Submission deadline: April 7, 2017

Conference date(s):
May 3, 2017

Go to the conference's page

Conference Venue:

University of Tampere
Tampere, Finland

Topic areas

Details

Many people think the only way for your life to go better is for it to contain more good things. But others deny this, and hold that the relations among the parts of your life, or perhaps some features of your life as a whole, can also make a difference to how well it goes. 
 
This debate between atomists and holists about well-being has implications for self-interested rational choice, or prudence. If holistic considerations do matter, it might make sense to choose a shorter or otherwise worse future, if doing so would have a positive impact on the value of the life as a whole. To some, this is a ludicrous suggestion. Matters are also complicated by the fact that our views of what is valuable (either at a time or over a lifetime) often change. Philosophers differ on whether it is prudential for a young idealist to make future-affecting choices which she realizes she will regret as an old cynic.
 
This workshop aims to explore questions such as the following: Is well-being atomistic or holistic? If holistic features matter, which ones do and why? Is it prudentially rational to take past events or whole-life features into account when making life choices? Does rationality require us to give weight to what we may come to prefer or value in the future? Confirmed speakers include Dale Dorsey (Kansas) and Jason Raibley (Long Beach).

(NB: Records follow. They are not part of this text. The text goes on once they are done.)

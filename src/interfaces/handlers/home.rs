use actix_web::{get, HttpResponse, Responder};

#[get("/")]
pub async fn home() -> impl Responder {
    HttpResponse::Ok().json(serde_json::json!({
        "message": "Portfolio content API",
        "status": "Ok",
        "version": env!("CARGO_PKG_VERSION"),
    }))
}
use actix_web::{web, HttpResponse};
use tracing::instrument;

use crate::{
    entities::testimonial::{NewTestimonialRequest, UpdateTestimonialRequest},
    errors::AppError,
    use_cases::extractors::AdminClaims,
    AppState,
};

#[instrument(skip(state))]
pub async fn list_testimonials(state: web::Data<AppState>) -> Result<HttpResponse, AppError> {
    let testimonials = state.testimonial_handler.list_testimonials().await?;
    Ok(HttpResponse::Ok().json(&*testimonials))
}

#[instrument(skip(state))]
pub async fn get_testimonial(
    state: web::Data<AppState>,
    id: web::Path<i64>,
) -> Result<HttpResponse, AppError> {
    let testimonial = state.testimonial_handler.get_testimonial(id.into_inner()).await?;
    Ok(HttpResponse::Ok().json(testimonial))
}

#[instrument(skip(_claims, state, body))]
pub async fn create_testimonial(
    _claims: AdminClaims,
    state: web::Data<AppState>,
    body: web::Json<NewTestimonialRequest>,
) -> Result<HttpResponse, AppError> {
    let testimonial = state.testimonial_handler.create_testimonial(body.into_inner()).await?;
    Ok(HttpResponse::Created().json(testimonial))
}

#[instrument(skip(_claims, state, body))]
pub async fn update_testimonial(
    _claims: AdminClaims,
    state: web::Data<AppState>,
    id: web::Path<i64>,
    body: web::Json<UpdateTestimonialRequest>,
) -> Result<HttpResponse, AppError> {
    let testimonial = state
        .testimonial_handler
        .update_testimonial(id.into_inner(), body.into_inner())
        .await?;
    Ok(HttpResponse::Ok().json(testimonial))
}

#[instrument(skip(_claims, state))]
pub async fn delete_testimonial(
    _claims: AdminClaims,
    state: web::Data<AppState>,
    id: web::Path<i64>,
) -> Result<HttpResponse, AppError> {
    state.testimonial_handler.delete_testimonial(id.into_inner()).await?;
    Ok(HttpResponse::NoContent().finish())
}
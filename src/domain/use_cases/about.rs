use std::sync::Arc;

use crate::{
    cache::content_cache::{CacheKey, ContentCache},
    entities::about_info::{AboutInfo, AboutInfoUpdate, UpdateAboutInfoRequest},
    errors::AppError,
    repositories::about::AboutRepository,
};

pub struct AboutHandler<R>
where
    R: AboutRepository,
{
    pub about_repo: R,
    cache: ContentCache,
}

impl<R> AboutHandler<R>
where
    R: AboutRepository,
{
    pub fn new(about_repo: R, cache: ContentCache) -> Self {
        AboutHandler { about_repo, cache }
    }

    pub async fn get_about(&self) -> Result<Arc<AboutInfo>, AppError> {
        self.cache
            .get_or_load(CacheKey::About, || self.about_repo.get_about())
            .await
    }

    /// Updates the about record in place; absent fields keep their value
    pub async fn update_about(&self, changes: UpdateAboutInfoRequest) -> Result<AboutInfo, AppError> {
        let current = self.about_repo.get_about().await?;
        let update = AboutInfoUpdate::try_from(current.merged_with(changes))?;

        let about = self.about_repo.update_about(&update).await?;
        self.cache.invalidate(CacheKey::About);

        tracing::info!("About info updated");
        Ok(about)
    }
}
use actix_web::{dev::Payload, http::header, FromRequest, HttpMessage, HttpRequest};
use futures_util::future::{ready, Ready};

use crate::{entities::token::Claims, errors::AuthError};

/// Claims the auth middleware attached to the request. 401 when absent.
#[derive(Debug)]
pub struct AuthClaims(pub Claims);

impl FromRequest for AuthClaims {
    type Error = actix_web::Error;
    type Future = Ready<Result<Self, Self::Error>>;

    fn from_request(req: &HttpRequest, _: &mut Payload) -> Self::Future {
        match req.extensions().get::<Claims>() {
            Some(claims) => ready(Ok(AuthClaims(claims.clone()))),
            None => ready(Err(AuthError::MissingCredentials.into())),
        }
    }
}

/// Like [`AuthClaims`] but also requires the admin flag (403 otherwise).
#[derive(Debug)]
pub struct AdminClaims(pub Claims);

impl FromRequest for AdminClaims {
    type Error = actix_web::Error;
    type Future = Ready<Result<Self, Self::Error>>;

    fn from_request(req: &HttpRequest, _: &mut Payload) -> Self::Future {
        match req.extensions().get::<Claims>() {
            Some(claims) if claims.admin => ready(Ok(AdminClaims(claims.clone()))),
            Some(_) => ready(Err(AuthError::Forbidden("Admin access required".into()).into())),
            None => ready(Err(AuthError::MissingCredentials.into())),
        }
    }
}

/// Raw token from `Authorization: Bearer <token>`.
#[derive(Debug)]
pub struct BearerToken(pub String);

pub fn bearer_token(req: &HttpRequest) -> Option<String> {
    req.headers()
        .get(header::AUTHORIZATION)
        .and_then(|value| value.to_str().ok())
        .and_then(|value| {
            value
                .strip_prefix("Bearer ")
                .or_else(|| value.strip_prefix("bearer "))
        })
        .map(str::trim)
        .filter(|token| !token.is_empty())
        .map(str::to_string)
}

impl FromRequest for BearerToken {
    type Error = actix_web::Error;
    type Future = Ready<Result<Self, Self::Error>>;

    fn from_request(req: &HttpRequest, _: &mut Payload) -> Self::Future {
        ready(
            bearer_token(req)
                .map(BearerToken)
                .ok_or_else(|| AuthError::MissingCredentials.into()),
        )
    }
}
use crate::repositories::sqlx_repo::{
    SqlxAboutRepo, SqlxContactMessageRepo, SqlxLegalRepo, SqlxProjectRepo, SqlxSkillRepo,
    SqlxTestimonialRepo, SqlxUserRepo,
};

/// One repository per table, all sharing the same pool.
#[derive(Clone)]
pub struct SharedRepositories {
    pub user_repo: SqlxUserRepo,
    pub project_repo: SqlxProjectRepo,
    pub skill_repo: SqlxSkillRepo,
    pub testimonial_repo: SqlxTestimonialRepo,
    pub contact_repo: SqlxContactMessageRepo,
    pub about_repo: SqlxAboutRepo,
    pub legal_repo: SqlxLegalRepo,
}

impl SharedRepositories {
    pub fn new(pool: sqlx::SqlitePool) -> Self {
        SharedRepositories {
            user_repo: SqlxUserRepo::new(pool.clone()),
            project_repo: SqlxProjectRepo::new(pool.clone()),
            skill_repo: SqlxSkillRepo::new(pool.clone()),
            testimonial_repo: SqlxTestimonialRepo::new(pool.clone()),
            contact_repo: SqlxContactMessageRepo::new(pool.clone()),
            about_repo: SqlxAboutRepo::new(pool.clone()),
            legal_repo: SqlxLegalRepo::new(pool),
        }
    }
}
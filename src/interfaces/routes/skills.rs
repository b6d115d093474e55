use actix_web::web;

use crate::handlers::skills;

pub fn config_routes(cfg: &mut web::ServiceConfig) {
    cfg.service(
        web::scope("/skills")
            .service(
                web::resource("")
                    .route(web::get().to(skills::list_skills))
                    .route(web::post().to(skills::create_skill))
            )
            .service(
                web::resource("/{id}")
                    .route(web::get().to(skills::get_skill))
                    .route(web::put().to(skills::update_skill))
                    .route(web::delete().to(skills::delete_skill))
            )
    );
}
use argon2::{
    password_hash::{
        PasswordHash, PasswordHasher, PasswordVerifier, SaltString, Error as Argon2Error
    },
    Argon2, Algorithm, Params, Version
};
use rand::rngs::OsRng;

use crate::errors::PasswordError;

fn hasher() -> Result<Argon2<'static>, PasswordError> {
    let params = Params::new(15_000, 2, 1, None)
        .map_err(|e| PasswordError::InvalidParameters(e.to_string()))?;
    Ok(Argon2::new(Algorithm::Argon2id, Version::V0x13, params))
}

pub fn hash_password(password: &str) -> Result<String, PasswordError> {
    let salt = SaltString::generate(&mut OsRng);

    hasher()?
        .hash_password(password.as_bytes(), &salt)
        .map_err(|e| PasswordError::HashingError(e.to_string()))
        .map(|hash| hash.to_string())
}

/// Parameters are read back from the PHC string, so older hashes still verify.
pub fn verify_password(password: &str, hashed: &str) -> Result<bool, PasswordError> {
    let parsed_hash = PasswordHash::new(hashed)
        .map_err(|e| PasswordError::InvalidHashFormat(e.to_string()))?;

    match Argon2::default().verify_password(password.as_bytes(), &parsed_hash) {
        Ok(()) => Ok(true),
        Err(Argon2Error::Password) => Ok(false),
        Err(e) => Err(PasswordError::VerificationError(e.to_string())),
    }
}

/// Runs a verification against a throwaway hash so unknown usernames cost
/// about as much as wrong passwords.
pub fn burn_verification(password: &str) {
    static DUMMY: once_cell::sync::OnceCell<Option<String>> = once_cell::sync::OnceCell::new();
    if let Some(hash) = DUMMY.get_or_init(|| hash_password("placeholder-credential").ok()) {
        let _ = verify_password(password, hash);
    }
}
use std::{
    sync::Arc,
    time::{Duration, Instant},
};
use dashmap::DashMap;
use parking_lot::Mutex;

/// Sliding window that weights the previous window's count by how much of it
/// still overlaps the current one.
#[derive(Debug)]
pub struct SlidingWindow {
    window_size: Duration,
    limit: u64,
    current_window_start: Instant,
    current_count: u64,
    prev_count: u64,
    last_seen: Instant,
}

impl SlidingWindow {
    fn new(window_size: Duration, limit: u64) -> Self {
        let now = Instant::now();
        Self {
            window_size,
            limit,
            current_window_start: now,
            current_count: 0,
            prev_count: 0,
            last_seen: now,
        }
    }

    fn roll(&mut self, now: Instant) {
        let elapsed = now.duration_since(self.current_window_start);
        if elapsed >= self.window_size * 2 {
            self.prev_count = 0;
            self.current_count = 0;
            self.current_window_start = now;
        } else if elapsed >= self.window_size {
            self.prev_count = self.current_count;
            self.current_count = 0;
            self.current_window_start += self.window_size;
        }
    }

    /// Seconds to wait if a hit now would exceed the limit.
    fn retry_after(&mut self, now: Instant) -> Option<u64> {
        self.last_seen = now;
        self.roll(now);

        let elapsed = now.duration_since(self.current_window_start);
        let weight = elapsed.as_secs_f64() / self.window_size.as_secs_f64();
        let effective = (self.prev_count as f64) * (1.0 - weight) + (self.current_count as f64);

        if effective < self.limit as f64 {
            None
        } else {
            let remaining = self.window_size.saturating_sub(elapsed);
            Some(remaining.as_secs_f64().ceil().max(1.0) as u64)
        }
    }
}

type Key = String;

#[derive(Clone)]
pub struct RateLimiterStore {
    map: Arc<DashMap<Key, Arc<Mutex<SlidingWindow>>>>,
    window_size: Duration,
    limit: u64,
}

impl RateLimiterStore {
    pub fn new(window_size: Duration, limit: u64) -> Self {
        Self {
            map: Arc::new(DashMap::new()),
            window_size,
            limit,
        }
    }

    fn get_window(&self, key: &str) -> Arc<Mutex<SlidingWindow>> {
        if let Some(existing) = self.map.get(key) {
            return existing.clone();
        }
        self.map
            .entry(key.to_string())
            .or_insert_with(|| Arc::new(Mutex::new(SlidingWindow::new(self.window_size, self.limit))))
            .clone()
    }

    /// Counts a hit against `key`. `Err` carries the Retry-After in seconds.
    pub fn check(&self, key: &str) -> Result<(), u64> {
        self.check_all(&[key])
    }

    /// Counts one hit against every key, or against none of them when any key
    /// is already at its limit. `Err` carries the longest Retry-After.
    pub fn check_all(&self, keys: &[&str]) -> Result<(), u64> {
        let mut distinct: Vec<&str> = keys.to_vec();
        distinct.sort_unstable();
        distinct.dedup();

        let windows: Vec<_> = distinct.iter().map(|key| self.get_window(key)).collect();
        let mut guards: Vec<_> = windows.iter().map(|window| window.lock()).collect();

        let now = Instant::now();
        let wait = guards.iter_mut().filter_map(|w| w.retry_after(now)).max();
        if let Some(retry_after) = wait {
            return Err(retry_after);
        }

        for w in guards.iter_mut() {
            w.current_count += 1;
        }
        Ok(())
    }

    /// Drops keys untouched for two full windows. Returns how many were removed.
    pub fn evict_idle(&self) -> usize {
        let now = Instant::now();
        let idle_after = self.window_size * 2;
        let before = self.map.len();
        self.map
            .retain(|_, window| now.duration_since(window.lock().last_seen) <= idle_after);
        before - self.map.len()
    }

    pub fn len(&self) -> usize {
        self.map.len()
    }

    pub fn is_empty(&self) -> bool {
        self.map.is_empty()
    }
}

If you are interested in presenting at the workshop, please send an abstract of 2-4 pages on these or related issues to Antti Kauppinen ([email protected]) by April 7. We expect to be able to include 1-3 contributed papers, and aim to make the decisions within a few days of the deadline. Please indicate if you would be interested in chairing a session and providing brief comments on a paper, in case we're not able to include your own paper. (You can also volunteer to comment without sending a paper.)